• [TRY IT]:
The lines you need are those holding the word "construction"; pull them from the material.

____________

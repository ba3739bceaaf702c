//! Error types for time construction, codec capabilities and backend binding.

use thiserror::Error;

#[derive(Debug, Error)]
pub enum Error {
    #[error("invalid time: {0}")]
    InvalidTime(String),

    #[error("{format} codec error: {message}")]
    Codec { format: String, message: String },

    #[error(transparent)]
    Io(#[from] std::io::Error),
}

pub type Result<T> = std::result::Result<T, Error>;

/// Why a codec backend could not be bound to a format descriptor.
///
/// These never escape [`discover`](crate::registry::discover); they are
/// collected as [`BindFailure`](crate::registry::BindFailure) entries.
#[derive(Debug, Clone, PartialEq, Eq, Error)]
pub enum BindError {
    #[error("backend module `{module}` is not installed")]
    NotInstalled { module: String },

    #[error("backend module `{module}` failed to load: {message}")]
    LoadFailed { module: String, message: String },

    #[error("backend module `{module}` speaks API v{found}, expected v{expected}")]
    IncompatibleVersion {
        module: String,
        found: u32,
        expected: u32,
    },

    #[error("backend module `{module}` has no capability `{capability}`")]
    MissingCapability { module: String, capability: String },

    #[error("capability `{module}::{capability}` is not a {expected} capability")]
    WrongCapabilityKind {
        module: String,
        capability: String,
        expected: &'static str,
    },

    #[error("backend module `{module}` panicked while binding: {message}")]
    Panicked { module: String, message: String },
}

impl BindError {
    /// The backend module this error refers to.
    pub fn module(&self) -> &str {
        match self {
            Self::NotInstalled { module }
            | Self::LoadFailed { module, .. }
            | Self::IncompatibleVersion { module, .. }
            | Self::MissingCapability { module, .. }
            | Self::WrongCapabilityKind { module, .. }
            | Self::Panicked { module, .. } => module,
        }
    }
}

____________

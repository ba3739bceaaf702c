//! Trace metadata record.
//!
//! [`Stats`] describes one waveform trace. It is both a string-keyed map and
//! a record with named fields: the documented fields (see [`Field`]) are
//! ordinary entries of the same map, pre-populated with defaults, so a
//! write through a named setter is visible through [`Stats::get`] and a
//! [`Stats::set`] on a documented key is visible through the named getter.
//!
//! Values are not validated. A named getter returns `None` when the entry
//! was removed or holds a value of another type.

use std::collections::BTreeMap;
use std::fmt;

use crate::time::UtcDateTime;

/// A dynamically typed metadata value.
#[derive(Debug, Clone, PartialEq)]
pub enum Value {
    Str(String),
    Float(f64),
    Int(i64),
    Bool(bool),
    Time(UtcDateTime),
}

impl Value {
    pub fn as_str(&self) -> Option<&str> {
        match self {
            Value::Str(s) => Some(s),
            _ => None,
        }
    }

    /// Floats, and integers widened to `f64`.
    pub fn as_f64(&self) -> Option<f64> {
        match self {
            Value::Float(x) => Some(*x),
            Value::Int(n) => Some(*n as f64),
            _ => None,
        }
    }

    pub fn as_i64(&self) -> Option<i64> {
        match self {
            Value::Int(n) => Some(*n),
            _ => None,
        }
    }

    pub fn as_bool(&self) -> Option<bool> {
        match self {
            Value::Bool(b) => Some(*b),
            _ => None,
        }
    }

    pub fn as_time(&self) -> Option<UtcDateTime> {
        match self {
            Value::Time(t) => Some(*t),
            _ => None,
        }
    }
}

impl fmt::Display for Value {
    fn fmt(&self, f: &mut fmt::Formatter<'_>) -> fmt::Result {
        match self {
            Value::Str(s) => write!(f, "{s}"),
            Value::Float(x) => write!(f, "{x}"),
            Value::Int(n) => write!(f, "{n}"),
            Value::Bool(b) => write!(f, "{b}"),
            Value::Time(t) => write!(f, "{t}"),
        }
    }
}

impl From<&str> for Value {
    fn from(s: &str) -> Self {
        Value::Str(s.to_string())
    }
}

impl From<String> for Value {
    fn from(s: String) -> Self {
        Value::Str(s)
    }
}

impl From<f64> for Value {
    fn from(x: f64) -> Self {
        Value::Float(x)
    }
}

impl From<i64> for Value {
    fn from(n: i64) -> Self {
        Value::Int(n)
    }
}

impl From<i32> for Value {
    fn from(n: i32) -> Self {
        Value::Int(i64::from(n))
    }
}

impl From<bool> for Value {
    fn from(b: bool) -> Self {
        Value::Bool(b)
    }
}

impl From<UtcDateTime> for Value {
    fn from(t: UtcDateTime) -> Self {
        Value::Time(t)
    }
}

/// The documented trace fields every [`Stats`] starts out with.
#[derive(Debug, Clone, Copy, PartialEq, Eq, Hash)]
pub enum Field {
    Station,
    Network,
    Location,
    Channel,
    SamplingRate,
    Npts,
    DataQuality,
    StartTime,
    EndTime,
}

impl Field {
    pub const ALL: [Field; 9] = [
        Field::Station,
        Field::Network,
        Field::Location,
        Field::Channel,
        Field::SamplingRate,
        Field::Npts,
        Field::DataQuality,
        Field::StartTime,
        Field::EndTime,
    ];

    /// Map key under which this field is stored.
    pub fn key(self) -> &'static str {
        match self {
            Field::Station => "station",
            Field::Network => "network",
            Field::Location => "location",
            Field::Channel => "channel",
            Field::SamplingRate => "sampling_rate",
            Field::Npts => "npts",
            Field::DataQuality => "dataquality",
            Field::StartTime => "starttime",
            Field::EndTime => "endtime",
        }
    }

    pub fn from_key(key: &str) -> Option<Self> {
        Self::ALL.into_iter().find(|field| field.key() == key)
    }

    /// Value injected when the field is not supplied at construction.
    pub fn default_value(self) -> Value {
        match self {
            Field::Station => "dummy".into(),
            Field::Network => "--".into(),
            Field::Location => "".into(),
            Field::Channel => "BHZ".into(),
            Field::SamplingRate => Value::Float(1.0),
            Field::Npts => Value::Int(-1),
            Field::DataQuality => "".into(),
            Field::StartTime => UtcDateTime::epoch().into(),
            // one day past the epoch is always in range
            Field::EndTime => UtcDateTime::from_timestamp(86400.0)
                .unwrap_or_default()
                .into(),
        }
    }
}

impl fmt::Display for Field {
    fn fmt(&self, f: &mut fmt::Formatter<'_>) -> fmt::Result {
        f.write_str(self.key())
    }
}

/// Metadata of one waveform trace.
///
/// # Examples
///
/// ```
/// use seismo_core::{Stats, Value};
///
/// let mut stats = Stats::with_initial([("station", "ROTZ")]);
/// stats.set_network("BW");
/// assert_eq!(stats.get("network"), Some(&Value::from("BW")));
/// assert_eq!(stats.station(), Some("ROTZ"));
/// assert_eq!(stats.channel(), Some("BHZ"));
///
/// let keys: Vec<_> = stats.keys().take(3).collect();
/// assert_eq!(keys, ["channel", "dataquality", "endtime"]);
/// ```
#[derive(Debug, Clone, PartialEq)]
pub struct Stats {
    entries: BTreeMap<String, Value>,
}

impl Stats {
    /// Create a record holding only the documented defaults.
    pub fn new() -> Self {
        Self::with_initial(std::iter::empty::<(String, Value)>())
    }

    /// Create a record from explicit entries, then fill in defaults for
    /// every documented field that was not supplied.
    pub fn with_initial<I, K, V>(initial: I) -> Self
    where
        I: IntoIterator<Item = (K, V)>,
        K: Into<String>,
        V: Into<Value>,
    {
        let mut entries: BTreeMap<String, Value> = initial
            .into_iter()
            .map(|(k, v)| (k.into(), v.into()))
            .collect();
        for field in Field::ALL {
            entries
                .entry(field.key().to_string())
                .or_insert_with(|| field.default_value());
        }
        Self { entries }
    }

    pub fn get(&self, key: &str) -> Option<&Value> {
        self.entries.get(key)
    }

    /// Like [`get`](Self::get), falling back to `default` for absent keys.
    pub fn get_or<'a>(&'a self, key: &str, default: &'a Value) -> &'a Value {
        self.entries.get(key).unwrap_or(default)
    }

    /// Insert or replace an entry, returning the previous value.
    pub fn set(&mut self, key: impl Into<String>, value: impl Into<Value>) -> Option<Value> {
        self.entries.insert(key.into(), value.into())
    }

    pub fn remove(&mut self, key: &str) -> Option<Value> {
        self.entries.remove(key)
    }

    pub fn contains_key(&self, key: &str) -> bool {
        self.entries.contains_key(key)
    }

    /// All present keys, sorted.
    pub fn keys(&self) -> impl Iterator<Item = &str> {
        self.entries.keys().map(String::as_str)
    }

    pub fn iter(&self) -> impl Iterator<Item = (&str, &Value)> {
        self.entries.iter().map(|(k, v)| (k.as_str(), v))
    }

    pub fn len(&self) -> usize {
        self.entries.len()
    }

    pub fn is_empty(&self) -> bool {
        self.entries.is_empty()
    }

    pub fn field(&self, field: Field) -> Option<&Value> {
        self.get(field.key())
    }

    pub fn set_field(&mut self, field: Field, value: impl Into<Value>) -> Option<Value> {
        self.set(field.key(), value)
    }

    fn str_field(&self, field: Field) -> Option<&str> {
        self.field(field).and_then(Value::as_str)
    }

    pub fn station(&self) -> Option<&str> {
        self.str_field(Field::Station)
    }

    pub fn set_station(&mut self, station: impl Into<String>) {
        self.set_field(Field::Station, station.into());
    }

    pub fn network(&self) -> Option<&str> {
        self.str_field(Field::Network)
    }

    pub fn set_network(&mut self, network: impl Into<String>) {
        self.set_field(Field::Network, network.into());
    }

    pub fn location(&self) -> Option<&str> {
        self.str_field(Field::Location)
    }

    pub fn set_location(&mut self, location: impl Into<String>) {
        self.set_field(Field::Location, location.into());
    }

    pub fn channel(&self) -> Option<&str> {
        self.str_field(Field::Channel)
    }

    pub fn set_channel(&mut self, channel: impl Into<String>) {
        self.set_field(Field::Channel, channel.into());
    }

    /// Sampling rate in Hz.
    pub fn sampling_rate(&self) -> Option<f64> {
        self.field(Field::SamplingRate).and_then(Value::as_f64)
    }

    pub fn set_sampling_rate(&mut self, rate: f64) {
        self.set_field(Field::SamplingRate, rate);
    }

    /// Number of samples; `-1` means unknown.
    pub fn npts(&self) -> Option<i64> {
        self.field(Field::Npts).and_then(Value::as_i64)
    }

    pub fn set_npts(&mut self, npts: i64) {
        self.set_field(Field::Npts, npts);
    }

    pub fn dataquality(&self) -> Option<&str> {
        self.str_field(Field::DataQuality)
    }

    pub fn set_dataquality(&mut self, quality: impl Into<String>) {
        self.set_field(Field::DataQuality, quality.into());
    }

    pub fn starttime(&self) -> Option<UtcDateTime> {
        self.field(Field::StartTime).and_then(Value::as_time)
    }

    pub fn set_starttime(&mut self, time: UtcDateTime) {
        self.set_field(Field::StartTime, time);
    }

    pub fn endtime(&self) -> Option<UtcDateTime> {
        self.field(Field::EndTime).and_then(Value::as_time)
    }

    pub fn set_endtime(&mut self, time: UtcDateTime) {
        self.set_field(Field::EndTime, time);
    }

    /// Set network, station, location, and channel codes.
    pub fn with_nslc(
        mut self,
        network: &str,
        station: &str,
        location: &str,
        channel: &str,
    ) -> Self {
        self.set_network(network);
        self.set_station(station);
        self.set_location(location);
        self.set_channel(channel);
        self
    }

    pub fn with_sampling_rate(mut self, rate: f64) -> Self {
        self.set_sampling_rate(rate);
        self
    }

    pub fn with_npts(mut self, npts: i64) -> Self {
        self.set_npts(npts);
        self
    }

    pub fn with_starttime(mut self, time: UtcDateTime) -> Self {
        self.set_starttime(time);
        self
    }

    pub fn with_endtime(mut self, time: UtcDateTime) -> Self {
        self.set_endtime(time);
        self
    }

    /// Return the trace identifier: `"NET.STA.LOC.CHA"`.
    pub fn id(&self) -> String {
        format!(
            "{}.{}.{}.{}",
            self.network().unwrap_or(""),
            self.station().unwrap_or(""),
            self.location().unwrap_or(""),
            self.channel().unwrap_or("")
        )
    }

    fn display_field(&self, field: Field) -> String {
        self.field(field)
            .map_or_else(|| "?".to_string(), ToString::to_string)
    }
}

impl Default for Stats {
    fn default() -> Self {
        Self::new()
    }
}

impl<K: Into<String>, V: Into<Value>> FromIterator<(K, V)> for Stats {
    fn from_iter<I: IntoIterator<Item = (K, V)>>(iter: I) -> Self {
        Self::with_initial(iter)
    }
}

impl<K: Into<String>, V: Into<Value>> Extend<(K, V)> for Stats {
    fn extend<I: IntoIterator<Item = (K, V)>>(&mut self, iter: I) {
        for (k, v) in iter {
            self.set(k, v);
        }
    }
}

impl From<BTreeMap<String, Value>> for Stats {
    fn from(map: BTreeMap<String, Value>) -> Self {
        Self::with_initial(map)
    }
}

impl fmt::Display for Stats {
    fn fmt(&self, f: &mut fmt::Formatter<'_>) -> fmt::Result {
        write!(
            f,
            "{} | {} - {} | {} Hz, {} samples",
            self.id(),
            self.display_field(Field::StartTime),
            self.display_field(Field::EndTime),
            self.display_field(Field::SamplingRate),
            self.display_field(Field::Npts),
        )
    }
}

____________

• [WRITTEN ANSWER]:
//! Error types for time construction, codec capabilities and backend binding.
    /// Value injected when the field is not supplied at construction.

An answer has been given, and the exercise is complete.